[HN Gopher] Rediscovering Transaction Processing from History an...
       ___________________________________________________________________
        
       Rediscovering Transaction Processing from History and First
       Principles
        
       Author : todsacerdoti
       Score  : 40 points
       Date   : 2024-07-23 10:52 UTC (1 days ago)
        
 (HTM) web link (tigerbeetle.com)
 (TXT) w3m dump (tigerbeetle.com)
        
       | simonz05 wrote:
       | In this X thead Joran comments how it all started with a HN
       | comment back in 2019.
       | https://x.com/jorandirkgreef/status/1815702485190774957
        
         | jorangreef wrote:
         | It was pretty surreal to sit next to someone at a dinner in NYC
         | two months ago, be introduced, and realize that they're someone
         | you had an HN exchange with 5 years ago.
         | 
         | Here's the HN thread:
         | https://news.ycombinator.com/item?id=20352439
         | 
         | And the backstory (on how this led to TigerBeetle):
         | https://x.com/jorandirkgreef/status/1788930243077853234
        
       | mihaic wrote:
       | I honestly don't understand why this isn't a Postgres extension.
       | In what case is it better to have two databases?
       | 
       | Realistically, I can't see a scenario where you need something
       | like this but at the same time are sure that you don't need both
       | atomic database and financial ledger operations.
        
         | twic wrote:
         | > We saw that there were greater gains to be had than settling
         | for a Postgres extension or stored procedures.
         | 
         | > Today, as we announce our Series A of $24 million
         | 
         | Can't raise a 24 million series A for a Postgres extension!
        
           | mihaic wrote:
           | That's true, but who are the executives that buy this and
           | then force developers to create a monstrous architecture that
           | has all sorts of race conditions outside of the ledger?
        
             | jorangreef wrote:
             | To be clear, TB moves the code to the data, rather than the
             | data to the code, and precisely so that you don't have
             | "race conditions outside the ledger".
             | 
             | Instead, all kinds of complicated debit/credit contracts
             | (up to 8k financial transactions at a time, linked together
             | atomically) can be expressed in a single request to the
             | database, composed in terms of a rich set of debit/credit
             | primitives (e.g. two-phase debit/credit with rollback after
             | a timeout), to enforce financial consistency directly in
             | the database.
             | 
             | On the other hand, moving the data to the code, to make
             | decisions outside the OLTP database was exactly the anti-
             | pattern we were wanting to fix in the central bank switch,
             | as it tried to implement debit/credit primitives but over
             | general-purpose DBMS. It's really hard to get these things
             | right on top of Postgres.
             | 
             | And even if you get the primitives right, the performance
             | is fundamentally limited by row locks interacting with RTTs
             | and contention.
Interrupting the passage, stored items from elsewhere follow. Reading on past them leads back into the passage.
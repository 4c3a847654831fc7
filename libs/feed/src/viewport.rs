mod manual;

pub use manual::ManualViewport;

use tracing::debug;

use crate::pagination::Feed;

/// Visibility ratio at which the sentinel counts as shown.
pub const FULLY_VISIBLE: f32 = 1.0;

#[derive(Debug, Clone, Copy, PartialEq, Eq, Hash)]
pub struct RegionId(pub u64);

#[derive(Debug, Clone, Copy, PartialEq, Eq, PartialOrd, Ord, Hash)]
pub struct SubscriptionHandle(pub u64);

/// A visibility change reported by the platform for one subscription.
#[derive(Debug, Clone, Copy, PartialEq)]
pub struct Intersection {
    pub handle: SubscriptionHandle,
    pub ratio: f32,
}

impl Intersection {
    pub fn is_fully_visible(&self) -> bool {
        self.ratio >= FULLY_VISIBLE
    }
}

/// Platform seam for observing a region's visibility.
pub trait Viewport {
    fn subscribe(&mut self, region: RegionId, threshold: f32)
        -> SubscriptionHandle;

    fn unsubscribe(&mut self, handle: SubscriptionHandle);
}

#[derive(Debug, Clone, Copy, PartialEq, Eq)]
struct Subscription {
    handle: SubscriptionHandle,
    // (visible_count, len) the subscription was opened for
    key: (usize, usize),
}

/// Advances a [`Feed`] when the sentinel region scrolls fully into view.
///
/// One reveal per transition: after a reveal, the trigger stays latched
/// until an event reports the region as not fully visible. A visible event
/// that reveals nothing does not latch. The observation is reopened whenever
/// the feed's cursor or length changes, and released on drop.
pub struct ViewportTrigger<V: Viewport> {
    viewport: V,
    region: Option<RegionId>,
    subscription: Option<Subscription>,
    latched: bool,
}

impl<V: Viewport> ViewportTrigger<V> {
    pub fn new(viewport: V) -> Self {
        Self {
            viewport,
            region: None,
            subscription: None,
            latched: false,
        }
    }

    /// Sentinel mounted.
    pub fn attach(&mut self, region: RegionId, feed: &Feed) {
        self.release();
        self.region = Some(region);
        self.latched = false;
        self.sync(feed);
    }

    /// Sentinel unmounted. The trigger idles until the next `attach`.
    pub fn detach(&mut self) {
        self.release();
        self.region = None;
        self.latched = false;
    }

    /// Reopens the observation if the feed changed since it was opened.
    pub fn sync(&mut self, feed: &Feed) {
        let Some(region) = self.region else {
            return;
        };
        let key = (feed.visible_count(), feed.len());
        if self.subscription.is_some_and(|s| s.key == key) {
            return;
        }

        // an exhausted feed that grew again starts a fresh transition
        let exhausted = self.subscription.is_some_and(|s| s.key.0 >= s.key.1);
        if exhausted && feed.has_more() {
            self.latched = false;
        }

        self.release();
        let handle = self.viewport.subscribe(region, FULLY_VISIBLE);
        debug!(
            task = "observe sentinel",
            handle = handle.0,
            visible_count = key.0,
            len = key.1
        );
        self.subscription = Some(Subscription { handle, key });
    }

    /// Handles one visibility event. Returns true when it revealed a page.
    pub fn on_intersection(
        &mut self,
        entry: Intersection,
        feed: &mut Feed,
    ) -> bool {
        let Some(subscription) = self.subscription else {
            return false;
        };
        if subscription.handle != entry.handle {
            debug!(task = "observe sentinel", stale_handle = entry.handle.0);
            return false;
        }

        if !entry.is_fully_visible() {
            self.latched = false;
            return false;
        }
        if self.latched || !feed.has_more() || !feed.reveal_more() {
            return false;
        }
        self.latched = true;
        debug!(
            task = "reveal more",
            visible_count = feed.visible_count(),
            len = feed.len()
        );
        self.sync(feed);
        true
    }

    pub fn is_observing(&self) -> bool {
        self.subscription.is_some()
    }

    pub fn handle(&self) -> Option<SubscriptionHandle> {
        self.subscription.map(|s| s.handle)
    }

    fn release(&mut self) {
        if let Some(subscription) = self.subscription.take() {
            self.viewport.unsubscribe(subscription.handle);
        }
    }
}

impl<V: Viewport> Drop for ViewportTrigger<V> {
    fn drop(&mut self) {
        self.release();
    }
}
use std::fmt;

use anyhow::Context;
use chrono::{DateTime, Utc};
use serde::{Deserialize, Serialize};

#[derive(PartialEq, Clone, Serialize, Deserialize)]
#[serde(rename_all = "camelCase")]
pub struct Post {
    pub id: i64,
    pub title: String,
    pub description: String,
    pub name: String,
    #[serde(default)]
    pub password: String,
    pub categories: Category,
    pub created_at: DateTime<Utc>,
}

// Keeps the author secret out of logs.
impl fmt::Debug for Post {
    fn fmt(&self, f: &mut fmt::Formatter<'_>) -> fmt::Result {
        f.debug_struct("Post")
            .field("id", &self.id)
            .field("title", &self.title)
            .field("description", &self.description)
            .field("name", &self.name)
            .field("password", &"<redacted>")
            .field("categories", &self.categories)
            .field("created_at", &self.created_at)
            .finish()
    }
}

/// Create payload for `POST /api/boards`. The service assigns `id` and owns
/// the final `createdAt`.
#[derive(PartialEq, Clone, Serialize, Deserialize)]
#[serde(rename_all = "camelCase")]
pub struct NewPost {
    pub title: String,
    pub description: String,
    pub name: String,
    pub password: String,
    pub categories: Category,
    pub created_at: DateTime<Utc>,
}

impl fmt::Debug for NewPost {
    fn fmt(&self, f: &mut fmt::Formatter<'_>) -> fmt::Result {
        f.debug_struct("NewPost")
            .field("title", &self.title)
            .field("name", &self.name)
            .field("password", &"<redacted>")
            .field("categories", &self.categories)
            .finish_non_exhaustive()
    }
}

#[derive(
    Debug,
    Default,
    PartialEq,
    Eq,
    Hash,
    Clone,
    Copy,
    Serialize,
    Deserialize,
    strum::EnumIter,
    strum::EnumString,
    strum::Display,
    strum::AsRefStr,
)]
pub enum Category {
    #[default]
    #[serde(rename = "유머")]
    #[strum(serialize = "유머")]
    Humor,
    #[serde(rename = "개인")]
    #[strum(serialize = "개인")]
    Personal,
    #[serde(rename = "궁금증")]
    #[strum(serialize = "궁금증")]
    Question,
    #[serde(rename = "진로진학")]
    #[strum(serialize = "진로진학")]
    Career,
    #[serde(rename = "기타")]
    #[strum(serialize = "기타")]
    Other,
}

/// Form value of the "unselected" tag option. Never a stored category.
pub const UNSELECTED_CATEGORY: &str = "none";

impl Category {
    pub fn parse_label(label: &str) -> anyhow::Result<Self> {
        label
            .parse::<Category>()
            .with_context(|| format!("unknown category label: {}", label))
    }
}
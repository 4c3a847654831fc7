use std::time::Duration;

use reqwest::header::{HeaderMap, HeaderValue, ACCEPT, CONTENT_TYPE, USER_AGENT};
use serde::Serialize;
use toml::{map::Map, Value};

use crate::response::{IntoResponse, Response};
use crate::BoardClientError;

const DEFAULT_TIMEOUT_SECS: i64 = 10;

#[derive(Clone, Debug)]
pub struct Client {
    base_url: String,
    http: reqwest::Client,
}

impl Client {
    pub fn new(base_url: &str, timeout: Duration) -> Response<Self> {
        let mut headers = HeaderMap::new();
        headers.insert(ACCEPT, HeaderValue::from_static("application/json"));
        headers.insert(USER_AGENT, HeaderValue::from_static("Bamboo-Rust-App"));

        let http = reqwest::ClientBuilder::new()
            .default_headers(headers)
            .timeout(timeout)
            .build()
            .into_response("failed to build http client")?;

        Ok(Self {
            base_url: base_url.trim_end_matches('/').to_string(),
            http,
        })
    }

    /// Reads `board.base_url` and `board.timeout_secs`.
    pub fn from_config(config: &Map<String, Value>) -> anyhow::Result<Self> {
        let base_url = util::get_str(config, "board", "base_url")?;
        let timeout_secs = util::get_integer_or(
            config,
            "board",
            "timeout_secs",
            DEFAULT_TIMEOUT_SECS,
        )?;
        anyhow::ensure!(timeout_secs > 0, "timeout_secs must be positive");

        Ok(Self::new(
            &base_url,
            Duration::from_secs(timeout_secs as u64),
        )?)
    }

    pub fn base_url(&self) -> &str {
        &self.base_url
    }

    fn url(&self, path: &str) -> String {
        format!("{}/{}", self.base_url, path)
    }

    pub(crate) async fn get(&self, path: &str) -> Response<String> {
        let response = self
            .http
            .get(self.url(path))
            .send()
            .await
            .into_response("failed to send")?;

        let status = response.status();
        let text = response.text().await.into_response("failed to get text")?;

        if !status.is_success() {
            return Err(BoardClientError::FailedStatusCode {
                status_code: status,
                message: text,
            });
        }

        Ok(text)
    }

    pub(crate) async fn post<T: Serialize + ?Sized>(
        &self,
        path: &str,
        body: &T,
    ) -> Response<String> {
        let body =
            serde_json::to_string(body).into_response("failed to serialize body")?;

        let response = self
            .http
            .post(self.url(path))
            .header(CONTENT_TYPE, "application/json")
            .body(body)
            .send()
            .await
            .into_response("failed to send")?;

        let status = response.status();
        let text = response.text().await.into_response("failed to get text")?;

        if !status.is_success() {
            return Err(BoardClientError::FailedStatusCode {
                status_code: status,
                message: text,
            });
        }

        Ok(text)
    }
}
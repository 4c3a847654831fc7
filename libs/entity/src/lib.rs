pub mod post;

pub mod prelude {
    pub use crate::post::{
        Category, NewPost as NewPostEntity, Post as PostEntity,
        UNSELECTED_CATEGORY,
    };
}
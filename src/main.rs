use std::sync::Arc;

use anyhow::Context as _;
use board_client::Client;
use feed::{FeedView, Intent, ManualViewport};
use tokio::{io::BufReader, sync::mpsc};
use tracing::info;
use tracing_subscriber::EnvFilter;

mod terminal;

fn main() -> anyhow::Result<()> {
    let runtime = tokio::runtime::Runtime::new()
        .context("failed to start tokio runtime")?;
    let result = runtime.block_on(run());
    // a stdin read may still be parked on the blocking pool
    runtime.shutdown_background();
    result
}

async fn run() -> anyhow::Result<()> {
    tracing_subscriber::fmt()
        .with_env_filter(
            EnvFilter::try_from_default_env()
                .unwrap_or_else(|_| EnvFilter::new("info")),
        )
        .with_writer(std::io::stderr)
        .init();

    let config_path = std::env::var("BAMBOO_CONFIG")
        .unwrap_or_else(|_| "Config.toml".to_string());
    let config = util::load_config(&config_path)?;

    let client = Client::from_config(&config)
        .context("failed to build board client")?;
    let feed_config =
        feed::init_config(&config).context("failed to load feed config")?;
    info!(
        task = "start bamboo",
        base_url = client.base_url(),
        page_size = feed_config.page_size
    );

    let viewport = ManualViewport::default();
    let view = FeedView::mount(&feed_config, viewport.clone());

    let (tx, rx) = mpsc::channel(32);
    tx.send(Intent::AttachSentinel(terminal::SENTINEL)).await?;
    let stdin = BufReader::new(tokio::io::stdin());
    let reader = tokio::spawn(terminal::read_commands(stdin, viewport, tx));

    let mut renderer = terminal::Terminal;
    feed::run(view, Arc::new(client), rx, &mut renderer).await;

    reader.abort();
    Ok(())
}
Again, these row locks are not only
             | external, but also internal (i.e. how I/O interacts with
             | CPU inside the DBMS), and why stored procedures or
             | extensions aren't enough to fix the performance.
        
         | jorangreef wrote:
         | Hey mihaic! Thanks for the question.
         | 
         | > I honestly don't understand why this isn't a Postgres
         | extension.
         | 
         | We considered a Postgres extension at the time (as well as
         | stored procedures or even an embedded in-process DBMS).
         | 
         | However, this wouldn't have moved the needle to where we needed
         | it to be. Our internal design requirements (TB started as an
         | internal project at Coil, contracting on a central bank switch)
         | were literally a three order of magnitude increase in
         | performance--to keep up with where transaction workloads were
         | going.
         | 
         | While an extension or stored procedures would reduce external
         | locking, the general-purpose DBMS design implementing them
         | still tends to do far too much internal locking, interleaving
         | disk I/O with CPU and coupling resources. In contrast,
         | TigerBeetle explicitly decouples disk I/O and CPU to amortize
         | internal locking and so "pipeline in bulk" for mechanical
         | sympathy. Think SIMD vectorization but applied to state machine
         | execution.
         | 
         | For example, before TB's state machine executes 1 request of 8k
         | transactions, all data dependencies are prefetched in advance
         | (typically from L1/2/3 cache) so that the CPU becomes like a
         | sprinter running the 100 meters. This suits extreme OLTP
         | workloads where a few million debit/credit transactions need to
         | be pushed through less than 10 accounts/rows (e.g. for a small
         | central bank switch with 10 banks around the table). This is
         | pathological for a general-purpose DBMS design, but easy for TB
         | because hot accounts are hot in cache, and all locking (whether
         | external or internal) is amortized across 8k transactions.
         | 
         | I spoke at QCon SF on this
         | (https://www.youtube.com/watch?v=32LMicc0gRA) and matklad did
         | two IronBeetle episodes walking through the code
         | (https://www.youtube.com/watch?v=v5ThOoK3OFw&list=PL9eL-
         | xg48O...).
         | 
         | But the big problem with extensions or stored procedures is
         | that they still tend to have a "one transaction at a time"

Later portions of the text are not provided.